Records for processing ->
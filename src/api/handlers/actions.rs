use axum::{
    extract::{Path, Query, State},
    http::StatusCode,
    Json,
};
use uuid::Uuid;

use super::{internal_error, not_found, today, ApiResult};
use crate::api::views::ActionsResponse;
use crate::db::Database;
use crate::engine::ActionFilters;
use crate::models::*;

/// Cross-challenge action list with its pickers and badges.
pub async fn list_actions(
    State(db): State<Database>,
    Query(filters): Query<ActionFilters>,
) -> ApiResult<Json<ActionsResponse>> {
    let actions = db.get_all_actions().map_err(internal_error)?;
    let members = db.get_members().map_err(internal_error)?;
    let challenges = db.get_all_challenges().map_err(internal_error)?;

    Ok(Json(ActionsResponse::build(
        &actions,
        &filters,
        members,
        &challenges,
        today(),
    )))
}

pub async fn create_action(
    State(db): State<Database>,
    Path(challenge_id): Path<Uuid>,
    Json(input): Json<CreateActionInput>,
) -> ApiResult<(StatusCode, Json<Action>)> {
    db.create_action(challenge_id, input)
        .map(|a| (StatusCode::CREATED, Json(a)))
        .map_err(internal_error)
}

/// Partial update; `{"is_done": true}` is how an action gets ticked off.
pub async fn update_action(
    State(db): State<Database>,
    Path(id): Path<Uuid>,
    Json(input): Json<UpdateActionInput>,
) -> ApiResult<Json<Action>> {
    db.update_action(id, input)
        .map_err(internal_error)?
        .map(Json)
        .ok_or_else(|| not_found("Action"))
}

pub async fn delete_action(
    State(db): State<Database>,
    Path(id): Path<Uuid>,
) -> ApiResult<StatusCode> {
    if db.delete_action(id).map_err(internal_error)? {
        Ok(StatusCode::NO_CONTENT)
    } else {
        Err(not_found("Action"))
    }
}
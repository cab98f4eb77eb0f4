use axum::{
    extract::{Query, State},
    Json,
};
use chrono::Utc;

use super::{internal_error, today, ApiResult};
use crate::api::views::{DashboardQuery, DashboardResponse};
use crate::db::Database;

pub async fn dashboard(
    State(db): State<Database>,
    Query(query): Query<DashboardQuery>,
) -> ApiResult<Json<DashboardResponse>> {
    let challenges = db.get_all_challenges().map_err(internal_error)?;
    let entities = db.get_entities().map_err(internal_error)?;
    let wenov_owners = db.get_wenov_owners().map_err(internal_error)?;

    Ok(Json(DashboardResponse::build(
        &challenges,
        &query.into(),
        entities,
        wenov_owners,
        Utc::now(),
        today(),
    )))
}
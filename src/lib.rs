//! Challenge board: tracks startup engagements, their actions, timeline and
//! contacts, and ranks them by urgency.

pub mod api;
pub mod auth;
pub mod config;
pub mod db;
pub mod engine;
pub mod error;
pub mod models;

---

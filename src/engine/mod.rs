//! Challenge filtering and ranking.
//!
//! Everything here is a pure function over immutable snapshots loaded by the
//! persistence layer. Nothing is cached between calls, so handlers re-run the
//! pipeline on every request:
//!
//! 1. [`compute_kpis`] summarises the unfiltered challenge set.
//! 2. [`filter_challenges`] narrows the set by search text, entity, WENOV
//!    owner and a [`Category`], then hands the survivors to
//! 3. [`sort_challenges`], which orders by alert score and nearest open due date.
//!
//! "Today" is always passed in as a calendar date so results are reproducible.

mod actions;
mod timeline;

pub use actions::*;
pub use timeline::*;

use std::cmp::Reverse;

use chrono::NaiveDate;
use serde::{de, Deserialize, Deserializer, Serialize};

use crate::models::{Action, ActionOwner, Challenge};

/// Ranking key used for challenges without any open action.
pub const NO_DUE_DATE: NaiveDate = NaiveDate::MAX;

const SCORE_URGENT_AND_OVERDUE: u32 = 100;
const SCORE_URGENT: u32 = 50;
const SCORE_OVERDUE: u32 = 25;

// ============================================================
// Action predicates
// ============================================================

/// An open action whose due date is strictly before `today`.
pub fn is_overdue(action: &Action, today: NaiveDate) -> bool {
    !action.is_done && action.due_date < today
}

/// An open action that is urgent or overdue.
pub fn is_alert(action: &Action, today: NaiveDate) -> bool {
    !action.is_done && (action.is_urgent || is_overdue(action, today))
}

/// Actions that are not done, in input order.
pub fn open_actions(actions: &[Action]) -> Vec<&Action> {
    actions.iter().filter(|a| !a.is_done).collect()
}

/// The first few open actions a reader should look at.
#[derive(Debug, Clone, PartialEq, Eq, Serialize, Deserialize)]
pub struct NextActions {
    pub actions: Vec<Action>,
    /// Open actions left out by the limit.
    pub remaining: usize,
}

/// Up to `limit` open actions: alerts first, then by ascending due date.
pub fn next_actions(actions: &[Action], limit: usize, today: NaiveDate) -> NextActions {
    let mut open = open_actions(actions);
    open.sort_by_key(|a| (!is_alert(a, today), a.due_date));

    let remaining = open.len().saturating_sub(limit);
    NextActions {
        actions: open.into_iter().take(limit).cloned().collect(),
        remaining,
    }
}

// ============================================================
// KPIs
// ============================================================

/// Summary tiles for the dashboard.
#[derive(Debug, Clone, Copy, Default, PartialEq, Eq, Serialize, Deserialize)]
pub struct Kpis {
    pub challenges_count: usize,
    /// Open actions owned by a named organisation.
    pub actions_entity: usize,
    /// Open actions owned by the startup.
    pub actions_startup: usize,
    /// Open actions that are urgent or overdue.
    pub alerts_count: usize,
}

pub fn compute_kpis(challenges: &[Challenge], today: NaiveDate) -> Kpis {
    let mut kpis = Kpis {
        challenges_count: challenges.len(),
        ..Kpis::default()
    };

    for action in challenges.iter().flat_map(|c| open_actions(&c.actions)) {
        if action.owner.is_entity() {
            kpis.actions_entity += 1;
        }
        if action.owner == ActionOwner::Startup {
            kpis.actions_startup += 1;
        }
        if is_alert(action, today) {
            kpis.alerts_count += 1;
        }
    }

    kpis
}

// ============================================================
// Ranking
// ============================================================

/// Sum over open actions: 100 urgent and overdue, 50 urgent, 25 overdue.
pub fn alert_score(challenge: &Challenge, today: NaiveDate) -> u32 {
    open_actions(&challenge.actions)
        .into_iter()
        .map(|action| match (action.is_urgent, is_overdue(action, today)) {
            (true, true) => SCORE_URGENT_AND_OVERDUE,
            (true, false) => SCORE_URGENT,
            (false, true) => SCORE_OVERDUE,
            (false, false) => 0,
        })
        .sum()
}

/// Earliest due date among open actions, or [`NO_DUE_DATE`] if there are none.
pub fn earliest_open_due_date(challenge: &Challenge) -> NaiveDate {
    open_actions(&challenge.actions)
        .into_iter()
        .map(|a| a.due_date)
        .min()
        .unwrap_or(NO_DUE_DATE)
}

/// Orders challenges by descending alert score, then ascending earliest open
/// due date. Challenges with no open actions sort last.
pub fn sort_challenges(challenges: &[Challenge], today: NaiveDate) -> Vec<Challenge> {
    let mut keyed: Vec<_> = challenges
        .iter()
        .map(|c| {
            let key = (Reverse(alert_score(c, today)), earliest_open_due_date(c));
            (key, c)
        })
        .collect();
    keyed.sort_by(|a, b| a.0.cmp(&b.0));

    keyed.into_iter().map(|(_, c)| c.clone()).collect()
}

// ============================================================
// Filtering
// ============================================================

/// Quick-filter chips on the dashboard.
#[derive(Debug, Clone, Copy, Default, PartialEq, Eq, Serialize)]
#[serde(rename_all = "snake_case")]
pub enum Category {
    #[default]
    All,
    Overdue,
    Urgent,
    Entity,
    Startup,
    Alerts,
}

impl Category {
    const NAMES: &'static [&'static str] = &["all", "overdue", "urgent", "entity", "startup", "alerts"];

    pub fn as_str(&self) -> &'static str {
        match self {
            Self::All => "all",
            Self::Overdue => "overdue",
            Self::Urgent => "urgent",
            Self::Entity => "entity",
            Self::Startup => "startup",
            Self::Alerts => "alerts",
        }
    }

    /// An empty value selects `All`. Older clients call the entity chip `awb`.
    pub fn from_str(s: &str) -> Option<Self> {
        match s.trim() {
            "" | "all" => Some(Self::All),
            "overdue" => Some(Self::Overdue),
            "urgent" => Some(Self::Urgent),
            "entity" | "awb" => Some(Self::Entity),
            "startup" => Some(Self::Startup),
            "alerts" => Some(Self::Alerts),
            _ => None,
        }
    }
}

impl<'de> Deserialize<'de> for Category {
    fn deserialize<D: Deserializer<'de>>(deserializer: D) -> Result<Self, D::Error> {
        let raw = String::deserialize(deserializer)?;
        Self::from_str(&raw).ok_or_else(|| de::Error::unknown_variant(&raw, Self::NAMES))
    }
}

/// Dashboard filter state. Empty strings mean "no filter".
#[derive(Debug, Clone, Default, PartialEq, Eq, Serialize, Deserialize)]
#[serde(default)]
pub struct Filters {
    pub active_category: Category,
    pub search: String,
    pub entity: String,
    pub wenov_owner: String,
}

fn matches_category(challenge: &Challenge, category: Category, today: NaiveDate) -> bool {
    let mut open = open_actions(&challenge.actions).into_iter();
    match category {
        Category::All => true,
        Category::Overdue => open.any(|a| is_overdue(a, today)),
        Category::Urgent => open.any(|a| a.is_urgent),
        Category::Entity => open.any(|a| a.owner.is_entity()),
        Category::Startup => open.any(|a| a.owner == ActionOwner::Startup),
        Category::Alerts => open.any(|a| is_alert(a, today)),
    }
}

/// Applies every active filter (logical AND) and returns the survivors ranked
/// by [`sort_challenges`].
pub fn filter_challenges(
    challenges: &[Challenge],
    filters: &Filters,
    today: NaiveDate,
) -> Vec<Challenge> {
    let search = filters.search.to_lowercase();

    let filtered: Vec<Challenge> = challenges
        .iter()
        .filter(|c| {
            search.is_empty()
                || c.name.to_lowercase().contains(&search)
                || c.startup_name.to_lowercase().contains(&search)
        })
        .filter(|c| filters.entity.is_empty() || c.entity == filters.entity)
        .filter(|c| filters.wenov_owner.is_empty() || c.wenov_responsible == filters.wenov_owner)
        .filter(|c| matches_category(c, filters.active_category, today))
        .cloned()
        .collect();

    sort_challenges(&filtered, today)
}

* * *

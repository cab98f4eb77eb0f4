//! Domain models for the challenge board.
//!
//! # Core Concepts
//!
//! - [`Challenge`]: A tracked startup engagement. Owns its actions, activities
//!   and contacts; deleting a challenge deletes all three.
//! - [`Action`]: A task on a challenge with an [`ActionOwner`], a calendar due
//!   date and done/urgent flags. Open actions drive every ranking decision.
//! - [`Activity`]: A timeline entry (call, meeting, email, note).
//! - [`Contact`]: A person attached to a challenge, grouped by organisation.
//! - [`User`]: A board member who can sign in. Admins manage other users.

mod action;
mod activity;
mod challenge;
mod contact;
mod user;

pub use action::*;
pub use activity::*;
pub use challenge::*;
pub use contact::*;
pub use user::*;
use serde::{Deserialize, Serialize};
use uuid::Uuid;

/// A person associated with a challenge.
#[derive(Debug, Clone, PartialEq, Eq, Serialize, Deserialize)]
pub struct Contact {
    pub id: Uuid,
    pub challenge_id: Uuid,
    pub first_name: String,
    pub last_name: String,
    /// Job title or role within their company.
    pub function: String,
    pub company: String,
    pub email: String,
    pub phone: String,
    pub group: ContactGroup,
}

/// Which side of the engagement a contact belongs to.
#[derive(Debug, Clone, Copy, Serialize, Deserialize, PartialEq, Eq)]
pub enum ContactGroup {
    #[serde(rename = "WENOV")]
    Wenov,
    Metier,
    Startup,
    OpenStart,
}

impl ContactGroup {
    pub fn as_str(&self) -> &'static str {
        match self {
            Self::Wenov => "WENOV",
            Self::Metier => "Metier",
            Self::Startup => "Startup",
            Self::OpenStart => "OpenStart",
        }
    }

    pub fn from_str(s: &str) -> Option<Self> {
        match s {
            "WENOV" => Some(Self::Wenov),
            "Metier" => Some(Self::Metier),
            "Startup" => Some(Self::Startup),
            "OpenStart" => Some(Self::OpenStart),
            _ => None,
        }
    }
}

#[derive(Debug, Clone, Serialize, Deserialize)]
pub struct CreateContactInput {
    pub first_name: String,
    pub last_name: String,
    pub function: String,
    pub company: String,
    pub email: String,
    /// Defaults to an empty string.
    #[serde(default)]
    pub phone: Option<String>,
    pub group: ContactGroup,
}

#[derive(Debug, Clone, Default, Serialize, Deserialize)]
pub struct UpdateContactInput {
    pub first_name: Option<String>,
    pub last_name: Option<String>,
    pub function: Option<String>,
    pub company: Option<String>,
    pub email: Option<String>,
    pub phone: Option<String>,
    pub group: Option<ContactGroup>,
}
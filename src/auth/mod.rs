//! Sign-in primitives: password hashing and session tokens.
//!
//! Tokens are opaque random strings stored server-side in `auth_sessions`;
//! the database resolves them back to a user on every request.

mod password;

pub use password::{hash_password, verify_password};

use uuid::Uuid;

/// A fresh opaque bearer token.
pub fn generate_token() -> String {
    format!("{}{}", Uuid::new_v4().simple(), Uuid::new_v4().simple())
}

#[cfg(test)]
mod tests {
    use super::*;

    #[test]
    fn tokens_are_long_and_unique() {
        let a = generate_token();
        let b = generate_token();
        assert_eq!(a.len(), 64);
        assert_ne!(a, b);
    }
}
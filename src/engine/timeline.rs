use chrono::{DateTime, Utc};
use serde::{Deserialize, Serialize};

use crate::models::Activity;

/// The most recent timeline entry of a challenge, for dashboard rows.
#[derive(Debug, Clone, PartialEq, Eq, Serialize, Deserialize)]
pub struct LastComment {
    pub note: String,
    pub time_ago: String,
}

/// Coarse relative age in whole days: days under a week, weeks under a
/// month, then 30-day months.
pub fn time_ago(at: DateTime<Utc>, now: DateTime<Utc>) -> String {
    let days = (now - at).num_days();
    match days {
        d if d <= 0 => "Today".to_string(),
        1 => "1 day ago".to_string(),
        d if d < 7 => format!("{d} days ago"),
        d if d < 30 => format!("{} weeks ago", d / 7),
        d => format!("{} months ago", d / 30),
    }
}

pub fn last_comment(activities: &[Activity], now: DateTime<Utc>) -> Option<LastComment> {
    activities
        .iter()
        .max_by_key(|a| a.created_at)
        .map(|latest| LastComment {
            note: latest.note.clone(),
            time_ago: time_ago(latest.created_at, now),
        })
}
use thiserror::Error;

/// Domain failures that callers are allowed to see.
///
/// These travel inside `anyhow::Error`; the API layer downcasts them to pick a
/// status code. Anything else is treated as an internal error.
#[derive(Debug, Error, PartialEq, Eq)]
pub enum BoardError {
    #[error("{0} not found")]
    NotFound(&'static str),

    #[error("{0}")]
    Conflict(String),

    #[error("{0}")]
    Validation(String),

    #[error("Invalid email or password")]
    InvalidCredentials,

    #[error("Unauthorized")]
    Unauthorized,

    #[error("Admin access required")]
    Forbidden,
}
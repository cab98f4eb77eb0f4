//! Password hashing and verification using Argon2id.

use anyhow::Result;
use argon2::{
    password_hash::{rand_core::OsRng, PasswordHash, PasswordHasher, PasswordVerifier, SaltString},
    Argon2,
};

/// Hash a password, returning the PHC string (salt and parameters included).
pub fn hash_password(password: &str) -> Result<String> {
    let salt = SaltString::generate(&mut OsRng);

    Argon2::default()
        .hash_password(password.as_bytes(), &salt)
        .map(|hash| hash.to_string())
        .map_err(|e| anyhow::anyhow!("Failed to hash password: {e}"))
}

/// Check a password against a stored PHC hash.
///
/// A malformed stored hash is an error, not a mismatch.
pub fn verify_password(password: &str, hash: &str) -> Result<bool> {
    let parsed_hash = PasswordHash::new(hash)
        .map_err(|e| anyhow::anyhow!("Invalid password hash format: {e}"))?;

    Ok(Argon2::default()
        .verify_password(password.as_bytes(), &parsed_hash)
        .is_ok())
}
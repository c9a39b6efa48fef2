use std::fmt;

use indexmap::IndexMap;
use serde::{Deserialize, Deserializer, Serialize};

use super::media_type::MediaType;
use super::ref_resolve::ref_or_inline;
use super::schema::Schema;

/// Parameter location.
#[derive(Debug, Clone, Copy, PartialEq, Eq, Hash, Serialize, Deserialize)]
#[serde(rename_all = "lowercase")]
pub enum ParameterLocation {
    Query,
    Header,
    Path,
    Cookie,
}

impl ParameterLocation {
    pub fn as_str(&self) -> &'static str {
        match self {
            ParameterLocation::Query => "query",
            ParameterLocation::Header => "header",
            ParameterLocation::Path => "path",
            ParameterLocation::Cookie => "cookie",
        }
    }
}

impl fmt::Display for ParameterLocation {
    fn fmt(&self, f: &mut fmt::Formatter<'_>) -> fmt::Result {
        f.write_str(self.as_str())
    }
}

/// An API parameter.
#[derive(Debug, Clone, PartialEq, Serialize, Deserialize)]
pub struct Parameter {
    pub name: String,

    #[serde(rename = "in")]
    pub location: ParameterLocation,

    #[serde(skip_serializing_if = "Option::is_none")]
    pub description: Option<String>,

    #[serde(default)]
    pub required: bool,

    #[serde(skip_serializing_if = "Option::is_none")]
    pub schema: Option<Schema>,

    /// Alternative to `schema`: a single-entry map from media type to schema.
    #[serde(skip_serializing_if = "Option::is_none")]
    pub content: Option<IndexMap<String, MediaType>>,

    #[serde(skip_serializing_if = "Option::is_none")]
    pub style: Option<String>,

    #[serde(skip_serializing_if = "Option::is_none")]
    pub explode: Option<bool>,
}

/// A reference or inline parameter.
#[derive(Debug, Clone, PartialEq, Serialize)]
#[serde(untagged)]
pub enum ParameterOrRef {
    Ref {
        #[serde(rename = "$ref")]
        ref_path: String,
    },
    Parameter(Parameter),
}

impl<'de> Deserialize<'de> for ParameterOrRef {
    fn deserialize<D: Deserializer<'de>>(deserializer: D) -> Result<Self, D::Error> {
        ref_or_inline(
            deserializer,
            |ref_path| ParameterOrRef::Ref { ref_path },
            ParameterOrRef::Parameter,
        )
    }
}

Task directions ->
Using only the listing above, restate exactly the lines from the line containing "pub struct NextActions" through the line containing "usize, today: NaiveDate)", both included.

Response to this exercise ->
pub struct NextActions {
    pub actions: Vec<Action>,
    /// Open actions left out by the limit.
    pub remaining: usize,
}

/// Up to `limit` open actions: alerts first, then by ascending due date.
pub fn next_actions(actions: &[Action], limit: usize, today: NaiveDate) -> NextActions {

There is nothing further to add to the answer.